The ESRI Guide to GIS Analysis, Volume 2
Mitchell, Andy. ESRI Press, 2005.
Geographically Weighted Regression: the analysis of spatially varying relationships
Fotheringham, Stewart A., Chris Brunsdon, and Martin Charlton. John Wiley & Sons, 2002.

And thought I was making progress however I am finding very little R-squared "goodness of fit" value in every attempt of analysis and am feeling as though I am spinning circles.  This forum was suggested to me by the regional ESRI tech support as she too admitted as to knowing very little about the application.  I have looked into attending an ESRI class "Performing Analysis with ArcGIS Desktop" which was suggested again after the webinar but before pulling the trigger on spending that kind of scratch I am hoping someone can shed some light as to whether I am barking up the wrong tree? 
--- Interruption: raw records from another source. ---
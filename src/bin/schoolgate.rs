//! schoolgate command line entry point

fn main() {
    if let Err(e) = schoolgate::cli::run() {
        eprintln!("{}", e);
        std::process::exit(e.code().exit_code());
    }
}
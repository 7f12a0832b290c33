//! # Logging
//!
//! `tracing` subscriber setup. `RUST_LOG` wins over the configured level.

use tracing_subscriber::EnvFilter;

/// Install the global subscriber; later calls are no-ops
pub fn init_tracing(default_level: &str) {
    let filter = EnvFilter::try_from_default_env()
        .or_else(|_| EnvFilter::try_new(default_level))
        .unwrap_or_else(|_| EnvFilter::new("info"));

    let _ = tracing_subscriber::fmt()
        .with_env_filter(filter)
        .with_target(false)
        .compact()
        .try_init();
}
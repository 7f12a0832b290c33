//! # Client Session
//!
//! Persists a login result into session storage and reads it back. Nothing
//! here talks to the server: there is no refresh and no server-side
//! invalidation, so a stored session lives until `logout` clears it.

use serde::{Deserialize, Serialize};

use crate::auth::{LoginResponse, UserProfile};

use super::errors::ClientResult;
use super::storage::SessionStorage;

/// Storage key holding the serialized user profile
pub const USER_KEY: &str = "user";
/// Storage key holding the session token
pub const TOKEN_KEY: &str = "token";
/// Storage key holding the `"true"` authentication flag
pub const AUTH_FLAG_KEY: &str = "isAuthenticated";

/// The stored view of a logged-in user
#[derive(Debug, Clone, PartialEq, Serialize, Deserialize)]
pub struct ClientSession {
    pub user: UserProfile,
    pub token: Option<String>,
}

/// Reads and writes the client session in a storage backend
pub struct SessionManager<S: SessionStorage> {
    storage: S,
}

impl<S: SessionStorage> SessionManager<S> {
    pub fn new(storage: S) -> Self {
        Self { storage }
    }

    pub fn storage(&self) -> &S {
        &self.storage
    }

    /// Store a successful login
    pub fn persist(&self, response: &LoginResponse) -> ClientResult<()> {
        let user = serde_json::to_string(&response.user)?;
        self.storage.set_item(USER_KEY, &user)?;
        self.storage.set_item(TOKEN_KEY, &response.token)?;
        self.storage.set_item(AUTH_FLAG_KEY, "true")?;
        Ok(())
    }

    /// Current session, if the flag and a parsable user are both present
    pub fn current(&self) -> ClientResult<Option<ClientSession>> {
        let flag = self.storage.get_item(AUTH_FLAG_KEY)?;
        let user = self.storage.get_item(USER_KEY)?;

        let (Some(flag), Some(user)) = (flag, user) else {
            return Ok(None);
        };
        if flag.is_empty() {
            return Ok(None);
        }

        match serde_json::from_str::<UserProfile>(&user) {
            Ok(user) => Ok(Some(ClientSession {
                user,
                token: self.storage.get_item(TOKEN_KEY)?,
            })),
            Err(e) => {
                tracing::warn!(error = %e, "stored user is unreadable");
                Ok(None)
            }
        }
    }

    /// Clear the stored session
    pub fn logout(&self) -> ClientResult<()> {
        self.storage.remove_item(USER_KEY)?;
        self.storage.remove_item(TOKEN_KEY)?;
        self.storage.remove_item(AUTH_FLAG_KEY)?;
        Ok(())
    }
}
Could OLS and GWR successfully analyze the relationship between environmental (and perhaps other explanatory systemic behavioral) variables and archaelogical artifact locations?  I vaguely recall in perhaps the webinar or perhaps Mitchell's chapter regarding this material the potentiality of success but again after early attempts just want to make sure before continuing the pursuit.  I love the theory behind using local statistics to assess relationships on the dependent variable and the ability to formulate a model which can be later used to help predict unknown areas but at least with my own study have hit the preverbial wall. 

Can anyone help?

Thanks- aspiring graduate school graduate
0 Kudos
27 Replies
LaurenRosenshein
New Contributor III
Hi Karen,

The kind of dummy variables you're talking about are fine along with some more normal variables in OLS.  They are also alright in GWR if they are not spatial regime variables.  The potential problem is that there is a much higher probability of getting large areas of the same value with only two choices, ie with dummy variables, which then leads to issues with local multicollinearity when using GWR.  Try it with GWR (once you've found a properly specified model using OLS).  If it is a problem:
1) GWR will not solve and will report Severe Model Design
2) If GWR does solve, be sure to check the condition number ... > 30 indicates problems with local multicollinearity (i.e., the regression models for those features are unstable because of variable redundancy and you cannot trust the results).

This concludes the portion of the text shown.